Иду в бухгалтерию, дотошно вместе с главным бухгалтером колонии проверяю ведомости, считаю, кто сколько заработал, каковы отчисления на премию, за питание. Получается, что лентяйки (или просто ослабленные, неумелые женщины, привыкшие к другой работе) получают жалкие крохи. Те самые несчастные пять тысяч – на несколько пачек сигарет.
А у передовиков после всех вычетов и выплат на руках остается до ста пятидесяти тысяч. Таким свободным деньгам позавидуют многие женщины на воле. Эти трудяги и обеспечивают хлебом насущным ленивых, больных, старых.
Галина Владимировна знает, что главное – воспитать чувство справедливости у осужденной, сделать реальный шаг к ее нравственному выздоровлению. Но как это трудно! Помогает опыт общения со своими четырьмя дочерьми, очень разными, не всегда принимающими позицию матери. Помогает и то, что по профессии она педагог. И на гражданке работала не с самыми легкими людьми.

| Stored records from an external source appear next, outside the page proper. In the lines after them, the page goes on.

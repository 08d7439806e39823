//! Offering normalization.
//!
//! Converts heterogeneous broker payloads into the canonical
//! [`Offering`] shape. Two payload families are understood: game-line
//! events (DraftKings and compatible books) and player-prop
//! projections (PrizePicks). Unknown *extra* fields are ignored for
//! forward compatibility; missing *required* fields are a
//! `MalformedPayload` error.
//!
//! Price normalization is bit-reproducible: the same raw odds always
//! produce the same implied probability (round-half-to-even at a fixed
//! precision, see `types::IMPLIED_PROB_DP`).

use chrono::{DateTime, Utc};
use rust_decimal::Decimal;
use rust_decimal_macros::dec;
use serde_json::Value;
use tracing::debug;

use crate::types::{MarketType, Offering, Price, Sport, StakewiseError};

/// Stake bounds assumed when a payload does not carry explicit limits.
const DEFAULT_MIN_STAKE: Decimal = dec!(1);
const DEFAULT_MAX_STAKE: Decimal = dec!(500);

/// Convert one raw broker payload into canonical offerings.
///
/// `broker_id` selects the payload family: `"prizepicks"` payloads are
/// prop projections, everything else is parsed as a game-line event.
pub fn normalize(payload: &Value, broker_id: &str) -> Result<Vec<Offering>, StakewiseError> {
    let offerings = match broker_id {
        "prizepicks" => normalize_projection(payload, broker_id)?,
        _ => normalize_game_lines(payload, broker_id)?,
    };
    debug!(
        broker = broker_id,
        offerings = offerings.len(),
        "Payload normalized"
    );
    Ok(offerings)
}

// ---------------------------------------------------------------------------
// Game-line events
// ---------------------------------------------------------------------------

/// Shape:
/// ```json
/// {
///   "event_id": "NBA-20260225-BOS-NYK",
///   "sport": "NBA",
///   "commence_time": "2026-02-25T19:00:00Z",
///   "markets": [
///     { "type": "moneyline",
///       "outcomes": [ {"label": "BOS", "american": -150},
///                     {"label": "NYK", "american": 130} ] }
///   ]
/// }
/// ```
fn normalize_game_lines(payload: &Value, broker_id: &str) -> Result<Vec<Offering>, StakewiseError> {
    let event_id = required_str(payload, "event_id", broker_id)?;
    let sport = parse_sport(required_str(payload, "sport", broker_id)?, broker_id)?;
    let expires_at = parse_timestamp(required_str(payload, "commence_time", broker_id)?, broker_id)?;
    let markets = payload
        .get("markets")
        .and_then(Value::as_array)
        .ok_or_else(|| malformed(broker_id, "missing 'markets' array"))?;

    let (min_stake, max_stake) = stake_bounds(payload);

    let mut offerings = Vec::new();
    for market_obj in markets {
        let market: MarketType = required_str(market_obj, "type", broker_id)?
            .parse()
            .map_err(|e| malformed(broker_id, &format!("{e}")))?;
        let outcomes = market_obj
            .get("outcomes")
            .and_then(Value::as_array)
            .ok_or_else(|| malformed(broker_id, "market missing 'outcomes' array"))?;

        for outcome in outcomes {
            let label = required_str(outcome, "label", broker_id)?;
            let price = parse_price(outcome, broker_id)?;
            offerings.push(Offering::new(
                broker_id, sport, event_id, market, label, price, min_stake, max_stake, expires_at,
            )?);
        }
    }

    Ok(offerings)
}

// ---------------------------------------------------------------------------
// Prop projections
// ---------------------------------------------------------------------------

/// Shape:
/// ```json
/// { "projection_id": "PP-883412",
///   "sport": "NBA",
///   "player": "LeBron James",
///   "stat_type": "points",
///   "line": 25.5,
///   "payout_multiplier": 1.87,
///   "starts_at": "2026-02-25T19:00:00Z" }
/// ```
///
/// Each projection yields an over and an under offering at the same
/// multiplier, both belonging to one conflict group.
fn normalize_projection(payload: &Value, broker_id: &str) -> Result<Vec<Offering>, StakewiseError> {
    let projection_id = required_str(payload, "projection_id", broker_id)?;
    let sport = parse_sport(required_str(payload, "sport", broker_id)?, broker_id)?;
    let player = required_str(payload, "player", broker_id)?;
    let stat = required_str(payload, "stat_type", broker_id)?;
    let line = required_decimal(payload, "line", broker_id)?;
    let multiplier = required_decimal(payload, "payout_multiplier", broker_id)?;
    let expires_at = parse_timestamp(required_str(payload, "starts_at", broker_id)?, broker_id)?;

    let (min_stake, max_stake) = stake_bounds(payload);
    let price = Price::Decimal(multiplier);

    let mut offerings = Vec::with_capacity(2);
    for direction in ["over", "under"] {
        offerings.push(Offering::new(
            broker_id,
            sport,
            projection_id,
            MarketType::PlayerProp,
            &format!("{player}:{stat}:{direction}:{line}"),
            price,
            min_stake,
            max_stake,
            expires_at,
        )?);
    }
    Ok(offerings)
}

// ---------------------------------------------------------------------------
// Field helpers
// ---------------------------------------------------------------------------

fn malformed(broker: &str, message: &str) -> StakewiseError {
    StakewiseError::MalformedPayload {
        broker: broker.to_string(),
        message: message.to_string(),
    }
}

fn required_str<'a>(value: &'a Value, field: &str, broker: &str) -> Result<&'a str, StakewiseError> {
    value
        .get(field)
        .and_then(Value::as_str)
        .ok_or_else(|| malformed(broker, &format!("missing required field '{field}'")))
}

fn required_decimal(value: &Value, field: &str, broker: &str) -> Result<Decimal, StakewiseError> {
    let raw = value
        .get(field)
        .ok_or_else(|| malformed(broker, &format!("missing required field '{field}'")))?;
    // Accept both JSON numbers and numeric strings; parse via the
    // string form so the decimal representation is exact.
    let text = match raw {
        Value::Number(n) => n.to_string(),
        Value::String(s) => s.clone(),
        _ => return Err(malformed(broker, &format!("field '{field}' is not numeric"))),
    };
    text.parse::<Decimal>()
        .map_err(|_| malformed(broker, &format!("field '{field}' is not a valid decimal: {text}")))
}

fn parse_sport(raw: &str, broker: &str) -> Result<Sport, StakewiseError> {
    raw.parse::<Sport>()
        .map_err(|e| malformed(broker, &format!("{e}")))
}

fn parse_timestamp(raw: &str, broker: &str) -> Result<DateTime<Utc>, StakewiseError> {
    DateTime::parse_from_rfc3339(raw)
        .map(|t| t.with_timezone(&Utc))
        .map_err(|_| malformed(broker, &format!("invalid RFC3339 timestamp: {raw}")))
}

/// A price may be quoted as `"american": -150` or `"decimal": 1.91`.
fn parse_price(outcome: &Value, broker: &str) -> Result<Price, StakewiseError> {
    if let Some(a) = outcome.get("american").and_then(Value::as_i64) {
        return Ok(Price::American(a));
    }
    if outcome.get("decimal").is_some() {
        return Ok(Price::Decimal(required_decimal(outcome, "decimal", broker)?));
    }
    Err(malformed(broker, "outcome carries neither 'american' nor 'decimal' odds"))
}

fn stake_bounds(payload: &Value) -> (Decimal, Decimal) {
    let parse = |field: &str, default: Decimal| -> Decimal {
        payload
            .get(field)
            .and_then(|v| match v {
                Value::Number(n) => n.to_string().parse().ok(),
                Value::String(s) => s.parse().ok(),
                _ => None,
            })
            .unwrap_or(default)
    };
    (
        parse("min_stake", DEFAULT_MIN_STAKE),
        parse("max_stake", DEFAULT_MAX_STAKE),
    )
}

// ---------------------------------------------------------------------------
// Tests
// ---------------------------------------------------------------------------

Когда-то бывший начальник колонии (а долгие годы командовали зэчками только мужчины) заметил и переманил к себе маленькую, очень хорошенькую и невероятно энергичную женщину. Увел к себе в "тюрягу" Иванову из райкома партии. И не ошибся. Маленькая женщина преуспела в очень мужской профессии.
Трудная работа, трудная любовь, трудный быт. Живет Галина Владимировна со своей большой семьей в собственном симпатичном доме. Но... без самых элементарных удобств.
Вместе с девятилетними дочками-двойняшками, Аней и Ирой, возит на санках зимой воду из колодца. Так же, как ее подруги по колонии, она лесоманка, страстная заготовительница плодов и овощей. Без домашних солений-варений, шитья и вязки им не выжить.
Дочки говорят с гордостью: "К тебе, мама, в подвал сходишь, как в магазин".
На усталость у Ивановой времени нет. Старшая дочь вместе с маленькой Ксюшей, более известная домашним как "пчела Майя", живет сейчас с ними. Надо было заботиться о парализованной свекрови. И средней дочке Алле помочь.
Но и дочки ее отблагодарили. К пятидесятилетию матери подарили ей сразу двух внучат.
Достаточно посмотреть на фотографию этой семьи, чтобы понять: как она любит и любима.
...Немецкий священник, потрясенный увиденным в Вышнем Волочке, посвятил женщинам их колонии свою книгу "Бог в тюрьме". Их многострадальный дом он назвал "Домом на краю безумия". Галина Ивановна и ее подруги делают все возможное, чтобы этот Дом стал нормальным, сытым и светлым. Пусть это у них получится.